Re: [RFC PATCH 3/4] sched/fair: Calculate the scan depth for idle balance based on system utilization

From: Chen Yu
Date: Fri Jun 16 2023 - 02:17:41 EST


Hi Gautham,
On 2023-06-15 at 11:31:07 +0530, Gautham R. Shenoy wrote:
> Hello Chen Yu,
>
>
> On Tue, Jun 13, 2023 at 12:18:57AM +0800, Chen Yu wrote:
> > When CPU is about to enter idle, it invokes newidle_balance() to pull
> > some tasks from other runqueues. Although there is per domain
> > max_newidle_lb_cost to throttle the newidle_balance(), it would be
> > good to further limit the scan based on overall system utilization.

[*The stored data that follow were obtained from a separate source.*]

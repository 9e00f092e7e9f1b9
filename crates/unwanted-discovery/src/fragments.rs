//! Policy fragment discovery
//!
//! Walks the workspace root for `.vscode/extensions*.json(c)` files, adds
//! workspace documents, and reads every candidate concurrently. The merged
//! policy is only built once every read has finished.

use futures::future::join_all;
use globset::{GlobBuilder, GlobSet, GlobSetBuilder};
use std::path::{Path, PathBuf};
use tracing::{debug, info, warn};
use unwanted_core::config::DiscoverySettings;
use unwanted_core::{aggregate, Error, FragmentContent, Policy, RawFragment, Result};
use walkdir::WalkDir;

const WORKSPACE_FILE_EXTENSION: &str = "code-workspace";

/// Finds and reads policy fragments below a workspace root
pub struct FragmentDiscovery {
    root: PathBuf,
    settings: DiscoverySettings,
    workspace_file: Option<PathBuf>,
}

impl FragmentDiscovery {
    pub fn new(root: impl Into<PathBuf>, settings: DiscoverySettings) -> Self {
        Self {
            root: root.into(),
            settings,
            workspace_file: None,
        }
    }

    /// Use an explicit workspace document instead of scanning the root for one
    pub fn with_workspace_file(mut self, path: impl Into<PathBuf>) -> Self {
        self.workspace_file = Some(path.into());
        self
    }

    pub fn root(&self) -> &Path {
        &self.root
    }

    /// Candidate files in discovery order: glob matches sorted by path, then
    /// workspace documents
    pub fn find_candidates(&self) -> Result<Vec<PathBuf>> {
        let include = build_globset(&self.settings.include)?;
        let exclude = build_globset(&self.settings.exclude)?;

        let mut files = Vec::new();
        let walker = WalkDir::new(&self.root)
            .max_depth(self.settings.max_depth)
            .follow_links(false)
            .into_iter()
            .filter_entry(|entry| {
                let Some(rel) = relative(&self.root, entry.path()) else {
                    return true;
                };
                if rel.is_empty() {
                    return true;
                }
                if entry.file_type().is_dir() {
                    // Probe a child path so `dir/**` patterns prune the directory itself
                    !exclude.is_match(format!("{}/_", rel))
                } else {
                    !exclude.is_match(&rel)
                }
            });

        for entry in walker {
            let entry = match entry {
                Ok(entry) => entry,
                Err(e) => {
                    warn!("Skipping unreadable path during discovery: {}", e);
                    continue;
                }
            };
            if !entry.file_type().is_file() {
                continue;
            }
            if let Some(rel) = relative(&self.root, entry.path()) {
                if include.is_match(&rel) {
                    files.push(entry.into_path());
                }
            }
        }
        files.sort();

        info!("Found {} extension configuration files", files.len());
        for file in &files {
            debug!("- {}", file.display());
        }

        let workspace_files = self.workspace_files()?;
        for file in &workspace_files {
            info!("Workspace file found: {}", file.display());
        }
        files.extend(workspace_files);

        Ok(files)
    }

    fn workspace_files(&self) -> Result<Vec<PathBuf>> {
        if let Some(path) = &self.workspace_file {
            return Ok(vec![path.clone()]);
        }
        if !self.settings.workspace_files || !self.root.is_dir() {
            return Ok(Vec::new());
        }

        let mut found = Vec::new();
        for entry in std::fs::read_dir(&self.root)? {
            let path = entry?.path();
            let is_workspace = path
                .extension()
                .is_some_and(|ext| ext == WORKSPACE_FILE_EXTENSION);
            if is_workspace && path.is_file() {
                found.push(path);
            }
        }
        found.sort();
        Ok(found)
    }

    /// Read every candidate concurrently.
    ///
    /// Returns [`Error::ConfigNotFound`] when there are no candidates. Files
    /// that cannot be read are kept as malformed fragments.
    pub async fn discover(&self) -> Result<Vec<RawFragment>> {
        let candidates = self.find_candidates()?;

        if candidates.is_empty() {
            return Err(Error::config_not_found(format!(
                "{} for {}",
                self.root.display(),
                self.settings.include.join(", ")
            )));
        }

        let reads = candidates.into_iter().map(|path| async move {
            let source = path.display().to_string();
            match tokio::fs::read_to_string(&path).await {
                Ok(text) => RawFragment::parse(source, &text),
                Err(e) => RawFragment {
                    source,
                    content: FragmentContent::Malformed(format!("read failed: {}", e)),
                },
            }
        });

        Ok(join_all(reads).await)
    }

    /// Discover and merge into one policy
    pub async fn load_policy(&self) -> Result<Policy> {
        let fragments = self.discover().await?;
        aggregate(&fragments)
    }
}

fn build_globset(patterns: &[String]) -> Result<GlobSet> {
    let mut builder = GlobSetBuilder::new();
    for pattern in patterns {
        let glob = GlobBuilder::new(pattern)
            .literal_separator(true)
            .build()
            .map_err(|e| Error::invalid_config(format!("Invalid glob \"{}\": {}", pattern, e)))?;
        builder.add(glob);
    }
    builder
        .build()
        .map_err(|e| Error::invalid_config(format!("Invalid glob set: {}", e)))
}

/// Path relative to `root` with `/` separators
fn relative(root: &Path, path: &Path) -> Option<String> {
    let rel = path.strip_prefix(root).ok()?;
    let parts: Vec<String> = rel
        .components()
        .map(|c| c.as_os_str().to_string_lossy().into_owned())
        .collect();
    Some(parts.join("/"))
}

> > The reason is that there is no limitation for newidle_balance() to
> > launch this balance simultaneously on multiple CPUs. Since each
> > newidle_balance() has to traverse all the CPUs to calculate the
> > statistics one by one, this total time cost on newidle_balance()
> > could be O(n^2). This is not good for performance or power saving.
> >
> > For example, sqlite has spent quite some time on newidle balance()

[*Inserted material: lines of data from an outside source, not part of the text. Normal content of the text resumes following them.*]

//! Shared command plumbing: settings, discovery, installed sources

use anyhow::{Context, Result};
use camino::Utf8PathBuf;
use tracing::debug;
use unwanted_core::utils::{default_extensions_dir, default_state_file};
use unwanted_core::{
    check_release_notice, JsonStateStore, Policy, ReleaseNotes, Settings, SettingsLoader,
};
use unwanted_discovery::{ExtensionsDirSource, FragmentDiscovery, InstalledSource, SnapshotSource};

use crate::cli::WorkspaceArgs;
use crate::output;

/// Shown when no policy file exists anywhere in the workspace
pub const CONFIG_NOT_FOUND_MESSAGE: &str = "No extension configuration found. Add \"unwantedRecommendations\" to .vscode/extensions.json, or to the \"extensions\" section of a .code-workspace file.";

/// Load settings and fold in the global CLI flags
pub fn load_settings(verbose: u8, no_color: bool) -> Result<Settings> {
    let loader = SettingsLoader::new().context("Failed to locate the settings directory")?;
    let mut settings = loader
        .load()
        .with_context(|| format!("Failed to load settings from {}", loader.config_dir()))?;

    if no_color {
        settings.display.color_enabled = false;
    }
    if verbose > 0 {
        settings.display.verbose = true;
    }

    Ok(settings)
}

/// Print the release notice once per version change
pub fn show_release_notice(settings: &Settings) {
    let path = match &settings.state.file {
        Some(file) => file.clone().into_std_path_buf(),
        None => match default_state_file() {
            Ok(path) => path,
            Err(e) => {
                debug!("No state file available: {}", e);
                return;
            }
        },
    };

    let store = JsonStateStore::new(path);
    if let Some(notice) =
        check_release_notice(&store, &ReleaseNotes::builtin(), env!("CARGO_PKG_VERSION"))
    {
        output::notice(&notice);
    }
}

/// Discovery configured from the workspace flags
pub fn discovery(workspace: &WorkspaceArgs, settings: &Settings) -> FragmentDiscovery {
    let discovery = FragmentDiscovery::new(
        workspace.root.as_std_path(),
        settings.discovery.clone(),
    );
    match &workspace.workspace_file {
        Some(file) => discovery.with_workspace_file(file.as_std_path()),
        None => discovery,
    }
}

/// Discover and merge the policy.
///
/// `Ok(None)` means no configuration exists; the warning has already been shown.
pub async fn load_policy(workspace: &WorkspaceArgs, settings: &Settings) -> Result<Option<Policy>> {
    let discovery = discovery(workspace, settings);

    let spinner = output::spinner("Searching for extension configuration files...");
    let result = discovery.load_policy().await;
    spinner.finish_and_clear();

    match result {
        Ok(policy) => Ok(Some(policy)),
        Err(e) if e.is_config_not_found() => {
            debug!("{}", e);
            output::warning(CONFIG_NOT_FOUND_MESSAGE);
            Ok(None)
        }
        Err(e) => Err(e).with_context(|| {
            format!("Failed to read extension configuration under {}", workspace.root)
        }),
    }
}

/// Pick the installed extension source.
///
/// Precedence: `--installed` snapshot, `--extensions-dir`, settings, `~/.vscode/extensions`.
pub fn installed_source(
    snapshot: Option<&Utf8PathBuf>,
    extensions_dir: Option<&Utf8PathBuf>,
    settings: &Settings,
) -> Result<Box<dyn InstalledSource>> {
    if let Some(path) = snapshot {
        return Ok(Box::new(SnapshotSource::new(path.as_std_path())));
    }

    let dir = match extensions_dir.or(settings.installed.extensions_dir.as_ref()) {
        Some(dir) => dir.clone().into_std_path_buf(),
        None => default_extensions_dir().context("Failed to locate the extensions directory")?,
    };
    Ok(Box::new(
        ExtensionsDirSource::new(dir).with_disabled(&settings.installed.disabled),
    ))
}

> > on Intel Sapphire Rapids, which has 2 x 56C/112T = 224 CPUs:
> > 6.69% 0.09% sqlite3 [kernel.kallsyms] [k] newidle_balance
> > 5.39% 4.71% sqlite3 [kernel.kallsyms] [k] update_sd_lb_stats
> >
> > Based on this observation, limit the scan depth of newidle_balance()
> > by considering the utilization of the LLC domain. Let the number of
> > scanned groups be a linear function of the utilization ratio:
> >
>
> Is there any particular reason why this is being limited only to the
> LLC domain ?
>
Thank you for your interest in this change. The original thought as you
might know is that our LLC has a huge number of groups.
And since SIS_UTIL has done similar thing for LLC, we want to propose
a simple prototype to demonstrate the idea.
> On architectures where the LLC domain may not be so large (POWER9/10,
> AMD), the additional cost is usually paid at the higher domains where
> the number of groups is greater / equal to the number of groups in the
> LLC domain and where sd_span is pretty large. It would be good to
> explore avoiding the scan cost on those domains as well, right?
>
Exactly.
> > nr_groups_to_scan = nr_groups * (1 - util_ratio)
>
> If we can extend this logic to higher domains, on a Zen3 1 Socket
> server with 128 CPUs at the DIE domain containing 8 groups, we can
> expect a significant reduction in the time spent doing
> update_sg_lb_stats() at higher utilizations.
>
> util_ratio nr_groups_to_scan nr_cpus_scanned
> ========================================================
> 0.9 1 16 (-87.5%)
> 0.75 2 32 (-75%)
> 0.5 4 64 (-50%)
> 0.25 6 96 (-25%)
> 0.1 7 112 (-12.5%)
>
>
> On a Zen 4 1 socket server with 192 CPUs at the DIE domain containing
> 12 groups, values will be:
>
> util_ratio nr_groups_to_scan nr_cpus_scanned
> ========================================================
> 0.9 1 16 (-91%)
> 0.75 3 48 (-75%)
> 0.5 6 96 (-50%)
> 0.25 9 144 (-25%)
> 0.1 10 160 (-16.7%)
>
Thanks for this information, I think we can extend the scan limitation
for not only LLC(MC domain) but also higher domains. I'll think about
it.

thanks,
Chenyu